If nobody has shouted, "My spoon is too big!" at you yet, then you clearly aren't hanging out with the right people. Hertzfeldt's animation is most often hand-drawn stick figures and features very dark humour. He is most known Rejected, an animated short that Hertzfeldt presented as a reel of rejected commercial work from the fictional Family Learning Channel. The short went on to win a million-bajillion (really) awards and was even nominated for an Academy Award. Most importantly, it's given us all a reason to shout, "I AM A BANANA!" More recently, Hertzfeldt released It's Such A Beautiful Day, a feature length animated film comprised of the three chapters of his trilogy that had been released in year's prior to great reviews and even more millions of billions of awards. If you haven't seen it yet, we insist you purchase yourself a copy to watch immediately. The film follows a delightful little stick figure named Bill. Bill is not doing alright though; he's losing his mind. We promise you'll never look at supermarket produce the same way ever again.
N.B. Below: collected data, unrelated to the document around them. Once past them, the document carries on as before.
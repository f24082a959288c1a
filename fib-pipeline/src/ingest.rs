//! Ingestion service.
//!
//! Accepts an index, seeds the result cache with the placeholder, publishes
//! a compute event and appends the submission to the durable log. The log
//! append is detached from the caller: the service answers as soon as the
//! event is out, and a failed append is only ever logged.
//!
//! Nothing here repairs lost work. If no worker is subscribed when the
//! event goes out, the placeholder stays until someone submits again.

use std::sync::Arc;

use serde_json::Value;
use thiserror::Error;
use tokio::task::JoinHandle;
use tracing::{debug, info, warn};

use crate::{
    model::{
        COMPUTE_TOPIC, CacheValue, DEFAULT_MAX_INDEX, Index, IndexError, MAX_SAFE_INDEX,
        SubmissionRecord, parse_index,
    },
    store::{DurableLog, EventBus, ResultCache},
};

#[derive(Debug, Error)]
pub enum SubmitError {
    #[error("Index is too high")]
    IndexTooHigh { index: u64, max: Index },
    #[error(transparent)]
    NotAnIndex(#[from] IndexError),
    #[error(transparent)]
    Infrastructure(#[from] anyhow::Error),
}

impl SubmitError {
    /// True for errors caused by the request itself rather than the pipeline.
    pub fn is_validation(&self) -> bool {
        matches!(
            self,
            SubmitError::IndexTooHigh { .. } | SubmitError::NotAnIndex(_)
        )
    }
}

/// An accepted submission.
#[derive(Debug)]
pub struct Accepted {
    pub index: Index,
    /// Workers connected when the event was published. Zero means the event
    /// was dropped and the placeholder will not be replaced.
    pub receivers: usize,
    /// Background log append. Dropping it detaches the task.
    pub log_append: JoinHandle<()>,
}

#[derive(Clone)]
pub struct IngestionService {
    cache: Arc<dyn ResultCache>,
    bus: Arc<dyn EventBus>,
    log: Arc<dyn DurableLog>,
    max_index: Index,
}

impl IngestionService {
    pub fn new(
        cache: Arc<dyn ResultCache>,
        bus: Arc<dyn EventBus>,
        log: Arc<dyn DurableLog>,
    ) -> Self {
        Self {
            cache,
            bus,
            log,
            max_index: DEFAULT_MAX_INDEX,
        }
    }

    /// Overrides the bound, capped at [`MAX_SAFE_INDEX`].
    pub fn with_max_index(mut self, max_index: Index) -> Self {
        if max_index > MAX_SAFE_INDEX {
            warn!(max_index, cap = MAX_SAFE_INDEX, "max index would overflow; capping");
        }
        self.max_index = max_index.min(MAX_SAFE_INDEX);
        self
    }

    pub fn max_index(&self) -> Index {
        self.max_index
    }

    /// Interprets a JSON `index` field: an integer, or a string of digits as
    /// sent by HTML forms.
    pub fn validate(&self, raw: &Value) -> Result<Index, SubmitError> {
        let index = match raw {
            Value::Number(number) => {
                let wide = number
                    .as_u64()
                    .ok_or_else(|| IndexError::NotAnIndex(number.to_string()))?;
                Index::try_from(wide).map_err(|_| SubmitError::IndexTooHigh {
                    index: wide,
                    max: self.max_index,
                })?
            }
            Value::String(text) => parse_index(text)?,
            other => return Err(IndexError::NotAnIndex(other.to_string()).into()),
        };
        self.check_bound(index)?;
        Ok(index)
    }

    fn check_bound(&self, index: Index) -> Result<(), SubmitError> {
        if index > self.max_index {
            return Err(SubmitError::IndexTooHigh {
                index: u64::from(index),
                max: self.max_index,
            });
        }
        Ok(())
    }

    /// Seeds the placeholder, publishes the compute event, then detaches the
    /// log append. Nothing is written when the index is out of bounds.
    pub async fn submit(&self, index: Index) -> Result<Accepted, SubmitError> {
        self.check_bound(index)?;

        self.cache.set(index, CacheValue::Pending).await?;

        let receivers = self.bus.publish(COMPUTE_TOPIC, index.to_string()).await?;
        if receivers == 0 {
            debug!(index, "no worker subscribed; compute event dropped");
        }

        let log = Arc::clone(&self.log);
        let log_append = tokio::spawn(async move {
            if let Err(err) = log.append(SubmissionRecord::new(index)).await {
                warn!(index, error = %err, "failed to append submission to log");
            }
        });

        info!(index, receivers, "submission accepted");
        Ok(Accepted {
            index,
            receivers,
            log_append,
        })
    }
}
The makers of these are the right people ~The Editor.

A Town Called Panic (Panique au Village)

If bananas and spoons aren't weird enough for you, how about a stop-motion animated series about Cowboy, Horse, and Indian as they're going about their daily lives in a small rural town. As you probably guessed Cowboy is a cowboy and Horse is a horse and, yeah, you get the idea. The series, out of Belgium, is a sort of stop-motion animation called puppetoon. The difference between classic stop-motion and puppetoon is that in the latter, the puppets don't have moving parts and therefore many are needed to create the animation. In 2009, a spinoff feature-length film premiered at Cannes Film Festival, later at the Toronto International Film Festival's Midnight Madness Programme, and won the Audience Award at Fantastic Fest. Obviously Cannes knew what was what as there is nothing more adorable than a horse taking a shower.
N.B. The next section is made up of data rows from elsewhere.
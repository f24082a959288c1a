use std::{net::SocketAddr, path::PathBuf};

use clap::{Args, Parser, Subcommand};

use crate::{
    model::{DEFAULT_MAX_INDEX, MAX_SAFE_INDEX},
    retry::RetryPolicy,
};

#[derive(Parser, Debug)]
#[command(author, version, about, long_about = None)]
pub struct Cli {
    #[command(subcommand)]
    pub command: Command,
}

#[derive(Subcommand, Debug)]
pub enum Command {
    /// Run the store: result cache, durable log and event bus.
    Store(StoreArgs),
    /// Run the HTTP ingestion and query service.
    Api(ApiArgs),
    /// Run a compute worker subscribed to the event bus.
    Worker(WorkerArgs),
    /// Talk to a running api over HTTP.
    Client(ClientArgs),
}

#[derive(Args, Debug, Clone)]
pub struct StoreArgs {
    /// Socket address the store should bind to. Use 0 for an ephemeral port.
    #[arg(long, env = "FIB_LISTEN", default_value = "127.0.0.1:6400")]
    pub listen: SocketAddr,

    /// Directory holding the durable log journal.
    #[arg(long, env = "FIB_DATA_DIR", default_value = "data")]
    pub data_dir: PathBuf,
}

/// How to reach the store at startup.
#[derive(Args, Debug, Clone)]
pub struct StoreConnectArgs {
    /// Address of the store process.
    #[arg(long, env = "FIB_STORE_ADDR", default_value = "127.0.0.1:6400")]
    pub store: SocketAddr,

    /// Connection attempts before giving up on the store.
    #[arg(long, env = "FIB_CONNECT_ATTEMPTS", default_value_t = RetryPolicy::DEFAULT_ATTEMPTS)]
    pub connect_attempts: u32,
}

impl StoreConnectArgs {
    pub fn retry_policy(&self) -> RetryPolicy {
        RetryPolicy::with_attempts(self.connect_attempts)
    }
}

#[derive(Args, Debug, Clone)]
pub struct ApiArgs {
    /// Socket address the HTTP server should bind to. Use 0 for an ephemeral port.
    #[arg(long, env = "FIB_LISTEN", default_value = "127.0.0.1:5000")]
    pub listen: SocketAddr,

    /// Largest index accepted for computation.
    #[arg(
        long,
        env = "FIB_MAX_INDEX",
        default_value_t = DEFAULT_MAX_INDEX,
        value_parser = clap::value_parser!(u32).range(0..=i64::from(MAX_SAFE_INDEX))
    )]
    pub max_index: u32,

    #[command(flatten)]
    pub connect: StoreConnectArgs,
}

#[derive(Args, Debug, Clone)]
pub struct WorkerArgs {
    #[command(flatten)]
    pub connect: StoreConnectArgs,
}

#[derive(Args, Debug, Clone)]
pub struct ClientArgs {
    /// Base URL of the api process.
    #[arg(long, env = "FIB_API_URL", default_value = "http://127.0.0.1:5000")]
    pub api_url: String,

    #[command(subcommand)]
    pub command: ClientCommand,
}

#[derive(Subcommand, Debug, Clone)]
pub enum ClientCommand {
    /// Submit an index for computation.
    Submit {
        /// Index to compute; validated by the api.
        #[arg(allow_hyphen_values = true)]
        index: String,
    },
    /// Print the current cache contents.
    Current,
    /// Print every submitted index in order.
    All,
}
Fun facts: it took almost 260 days and 1500 plastic toys to create the 75 minute film.

Jiří Barta

Since we're on a roll with stop-motion animation, we bring you now to Jiří Barta, a Czech stop-motion animator. He is known for his distinctive art design. In 1983 his short film The Vanished World of Gloves (Zaniklý svet rukavic) gained attention for its multiple styles of animation and use of gloves to tell the actual history of film. The Pied Piper of Hamelin (1986) was an adaption on the classic tale. Shot using wooden puppets, the feature length film is a darker, almost grotesque, telling of the classic and was artistically inspired by German Expressionism. It screened in the Un Certain Regard category at the 1986 Cannes Film Festival. After attempting to fund a feature length film in the 1990s, Barta released a stop-motion family-friendly film called Toys in the Attic (Na půdě aneb Kdo má dneska narozeniny?). It was very well-received and won awards at many of the festivals where it screened.

Brothers Quay

What's better than one animator? Twin brother animators! Yeah! Stephen and Timothy Quay, who go by Brothers Quay, are stop-motion animators. Their films are known for being dark and moody and often feature puppets made from assorted doll parts. CREEPY. Their best known work might be their 1986 short film Street of Crocodiles, which was nominated for the Palme D'Or for Animated Short Film at the Cannes Film Festival. More notably, director Terry Gilliam named it one of the top ten best animated films of all time. The brothers' keen artistic eye has lead them to production design for stage and opera productions and even got them a Tony nomination and a Drama Desk Award for Outstanding Set Design for the 1998 revival of The Chairs.

Hayao Miyazaki

We can't talk about animation without mentioning Hayao Miyazaki. Especially given that The Fake director Yeon Sang-ho lists him as an inspiration. If you don't recognize Miyazaki's name right away, perhaps you'll recognize the name of the animation studio he cofounded: Studio Ghibli. Miyazaki was considered a master animator and storyteller for years in Japan, winning awards for films like My Neighbor Totoro and Kiki's Delivery Service, but it wasn't until the release of 1997's Princess Mononoke in the United States by Mirimax that he started to gain attention state-side. Princess Mononoke was the first animated film to win Best Film from the Awards of the Japanese Academy. After Princess Mononoke, everybody and their grandmother was all over Miyazaki and Studio Ghibli--with good reason. Miyazaki went on to create 2001's acclaimed hit Spirited Away, 2004's Howl's Moving Castle, and 2008's Ponyo. If you haven't seen at least one of these, just stop right now and fix that. Miyazaki, much to the disappointment of the entire world (seriously) recently announced his retirement and that his last film will be The Wind Rises.

Satoshi Kon

Yeun Sangho (director of The Fake) cited Hayao Miyazaki as an influence, but he also is influenced by the work of Satoshi Kon. Kon died in 2010 at the very young age of 46, but he left an amazing body of work behind, including: Perfect Blue (1998), Millennium Actress (2001), Tokyo Godfathers (2003) (an adaptation of the Western, Three Godfathers), and Paprika (2006) and the anime tv series, Paranoia Agent (2004). Impressive, given his age, and also tragic, given his age. Kon got his start working in manga, moved into scriptwriting for animators like Katsuhiro Otomo (Akira) before directing his own stories. Kon's films capture the often indistinguishable line between the internal and external worlds of his characters.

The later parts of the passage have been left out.